Perhaps it’s time for Buck to have a heart-to-heart talk with Lindor about cutting down his swing and putting the ball in play.
I’m also beginning to wonder whether with the addition of the pitch clock, veteran pitchers may be running out of gas and are more susceptible to the big inning, like the five-run fourth the Yankees put up against Scherzer. Pitchers, especially veteran pitchers, need to build up their endurance through running in the Pitch Clock Era after a career of taking their sweet time between innings and slowing it down when they get in trouble.

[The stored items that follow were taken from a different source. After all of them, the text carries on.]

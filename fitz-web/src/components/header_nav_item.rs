use i18nrs::yew::use_translation;
use yew::{Html, Properties, classes, function_component, html};
use yew_icons::Icon;
use yew_router::prelude::Link;

use crate::routes::MainRoute;

#[derive(Properties, PartialEq, Eq)]
pub struct HeaderNavItemProps {
    pub route: MainRoute,
    pub current_route: Option<MainRoute>,
}

#[function_component(HeaderNavItem)]
pub fn header_nav_item(props: &HeaderNavItemProps) -> Html {
    let (i18n, ..) = use_translation();

    let route_name = i18n.t(&format!("routes.{}.title", props.route.key()));
    let active_route_class = if props.current_route.as_ref() == Some(&props.route) {
        "btn-soft"
    } else {
        ""
    };

    html! {
      <li>
          <Link<MainRoute> to={props.route.clone()} classes={classes!("btn", "btn-ghost", "gap-2", active_route_class)}>
              <Icon icon_id={props.route.icon()} class="h-4 w-4" />
              {route_name}
          </Link<MainRoute>>
      </li>
    }
}
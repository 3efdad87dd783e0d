//! Browser local storage backend for the session.

use gloo_storage::{LocalStorage, Storage};
use shared::session::{SessionStorage, StorageError};

/// Session storage over `window.localStorage`.
///
/// Values are stored as raw strings so the token is readable by anything
/// else on the page that expects it. Outside a browser every read is empty.
#[derive(Debug, Clone, Copy, Default)]
pub struct BrowserStorage;

impl BrowserStorage {
    fn raw() -> Option<web_sys::Storage> {
        web_sys::window()?;
        Some(LocalStorage::raw())
    }
}

impl SessionStorage for BrowserStorage {
    fn get(&self, key: &str) -> Option<String> {
        Self::raw()?.get_item(key).ok().flatten()
    }

    fn set(&mut self, key: &str, value: &str) -> Result<(), StorageError> {
        let storage = Self::raw()
            .ok_or_else(|| StorageError::Unavailable("no browser window".to_string()))?;
        storage
            .set_item(key, value)
            .map_err(|error| StorageError::Write {
                key: key.to_string(),
                reason: format!("{error:?}"),
            })
    }

    fn remove(&mut self, key: &str) {
        if Self::raw().is_some() {
            LocalStorage::delete(key);
        }
    }
}
use std::fs;

use anyhow::{Context as _, Result};
use shared::config::{ClientConfig, ConfigFormat};

/// Writes a default configuration file into the working directory.
///
/// # Errors
/// Unsupported formats and write failures.
pub fn generate_config(format: &str) -> Result<()> {
    let format: ConfigFormat = format.parse()?;
    let file_name = format.file_name();
    let rendered = ClientConfig::with_defaults().render(format)?;

    fs::write(file_name, rendered)
        .with_context(|| format!("failed to write configuration file {file_name}"))?;

    println!("Configuration file '{file_name}' generated successfully.");
    Ok(())
}
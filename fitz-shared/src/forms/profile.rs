use crate::{
    models::User,
    validation::{Field, FieldErrors, ValidationError, parse_choice, parse_optional},
};

/// Settings form, pre-populated from the cached user.
#[derive(Debug, Clone, Default, PartialEq, Eq)]
pub struct ProfileForm {
    pub username: String,
    pub email: String,
    pub age: String,
    pub gender: String,
    pub height: String,
    pub weight: String,
    pub weight_goal: String,
    pub main_goal: String,
    pub fitness_level: String,
    pub preferred_workout_split: String,
}

fn text<T: ToString>(value: Option<T>) -> String {
    value.map(|value| value.to_string()).unwrap_or_default()
}

fn optional_choice<T: std::str::FromStr>(value: &str) -> Result<Option<T>, ValidationError> {
    if value.trim().is_empty() {
        return Ok(None);
    }
    parse_choice(value).map(Some)
}

fn optional_positive(value: &str) -> Result<Option<f64>, ValidationError> {
    match parse_optional::<f64>(value)? {
        Some(number) if !number.is_finite() => Err(ValidationError::NotANumber),
        Some(number) if number <= 0.0 => Err(ValidationError::NotPositive),
        other => Ok(other),
    }
}

fn optional_text(value: &str) -> Option<String> {
    let trimmed = value.trim();
    (!trimmed.is_empty()).then(|| trimmed.to_string())
}

impl ProfileForm {
    #[must_use]
    pub fn from_user(user: &User) -> Self {
        Self {
            username: user.username.clone(),
            email: user.email.clone(),
            age: text(user.age),
            gender: text(user.gender.map(|gender| gender.as_str())),
            height: text(user.height),
            weight: text(user.weight),
            weight_goal: text(user.weight_goal),
            main_goal: text(user.main_goal.as_ref()),
            fitness_level: text(user.fitness_level.map(|level| level.as_str())),
            preferred_workout_split: text(user.preferred_workout_split.as_ref()),
        }
    }

    /// Current input backing `field`.
    #[must_use]
    pub fn field(&self, field: Field) -> Option<&str> {
        let value = match field {
            Field::Username => &self.username,
            Field::Email => &self.email,
            Field::Age => &self.age,
            Field::Gender => &self.gender,
            Field::Height => &self.height,
            Field::Weight => &self.weight,
            Field::WeightGoal => &self.weight_goal,
            Field::MainGoal => &self.main_goal,
            Field::FitnessLevel => &self.fitness_level,
            Field::PreferredWorkoutSplit => &self.preferred_workout_split,
            _ => return None,
        };
        Some(value)
    }

    pub fn field_mut(&mut self, field: Field) -> Option<&mut String> {
        match field {
            Field::Username => Some(&mut self.username),
            Field::Email => Some(&mut self.email),
            Field::Age => Some(&mut self.age),
            Field::Gender => Some(&mut self.gender),
            Field::Height => Some(&mut self.height),
            Field::Weight => Some(&mut self.weight),
            Field::WeightGoal => Some(&mut self.weight_goal),
            Field::MainGoal => Some(&mut self.main_goal),
            Field::FitnessLevel => Some(&mut self.fitness_level),
            Field::PreferredWorkoutSplit => Some(&mut self.preferred_workout_split),
            _ => None,
        }
    }

    /// Apply the edits on top of `user`, keeping fields the form does not
    /// cover (such as the id). Blank optional inputs clear the value.
    ///
    /// # Errors
    /// Field errors for a blank username or malformed numbers and choices.
    pub fn apply(&self, user: &User) -> Result<User, FieldErrors> {
        let mut errors = FieldErrors::new();

        let username = self.username.trim();
        if username.is_empty() {
            errors.insert(Field::Username, ValidationError::Required);
        }
        let age = errors.check(Field::Age, parse_optional::<u32>(&self.age));
        let gender = errors.check(Field::Gender, optional_choice(&self.gender));
        let height = errors.check(Field::Height, optional_positive(&self.height));
        let weight = errors.check(Field::Weight, optional_positive(&self.weight));
        let weight_goal = errors.check(Field::WeightGoal, optional_positive(&self.weight_goal));
        let fitness_level = errors.check(Field::FitnessLevel, optional_choice(&self.fitness_level));

        if !errors.is_empty() {
            return Err(errors);
        }

        Ok(User {
            id: user.id.clone(),
            username: username.to_string(),
            email: self.email.trim().to_string(),
            age: age.flatten(),
            gender: gender.flatten(),
            height: height.flatten(),
            weight: weight.flatten(),
            weight_goal: weight_goal.flatten(),
            main_goal: optional_text(&self.main_goal),
            fitness_level: fitness_level.flatten(),
            preferred_workout_split: optional_text(&self.preferred_workout_split),
        })
    }
}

Perhaps Buck is a bit fed up with the constant interference of the analytic brigade, too. He recently used the word “we’’ when discussing how the lineup is made out. Nerds have their fingers in making out the lineup. Then came this comment from the evaluator about the GM. “Billy does not understand pitching. He never had enough pitching.’’
Are the Mets pitchers pitching to their potential?
“Some of those guys are better than they’re pitching, I can tell you that,’’ the evaluator said.
Pitching coach Jeremy Hefner must do a better job with the staff. There are pitching people above Hefner as well. In their Baseball Analytics/Baseball Strategy department, I counted 23 names, so who knows who’s calling the shots on all this. Then there are another 16 in the Baseball Systems department. It’s a maze of analytics and their theories, including the love for the 3-2 slider.
Max Scherzer #21 of the New York Mets watches from the dugout, with pitching coach Jeremy Hefner #55, right, during the second inning of game two of a doubleheader against the Detroit Tigers at Comerica Park on May 3, 2023 in Detroit, Michigan. (Photo by Duane Burleson/Getty Images)
“They have this fear you can’t throw fastballs,’’ the evaluator said. “What happens is you become overly predictable and they all have that fear to throw fastballs because they don’t understand because fastballs get hit but they get hit because on 3-1, guys throw fastballs right down the middle of the freaking plate like Severino did the second pitch of the game on Nimmo’s home run.’’
Yep, it’s a problem league wide.
The good old challenge of the country hardball fastball is practically extinct, which is kind of funny because you see so many hitters, a lot of Mets hitters too, frozen by fastballs right down the middle. As I always say: OverNerding. To his credit, Gerrit Cole was challenging the Mets with fastballs on Wednesday night; but the Yankees, who love to yank starting pitchers out of the game, took Cole out after 95 pitches.
The Mets are 28th hitting with runners in scoring position with a .228 mark. They are 28th in doubles, always a key AMBS stat, 18th in runs and 28th in BABIP; how about just putting the ball in play? On the pitching side, I will only throw one statistic at you: the Mets are 28th in ERA with a 4.73 mark.
What they are doing, preaching, and teaching is not working. Approaches need to change. The shortstop cannot continue to swing from his heels and bat .200 left handed and .214 overall. The ace can’t continue to throw his shaped slider that is getting pounded. Those 39 individuals in the analytics/strategy/systems department make up their own 40-man roster and need to do a better job of evaluating and teaching, if they are capable of teaching.
Add Eppler to the mix and it is exactly 40.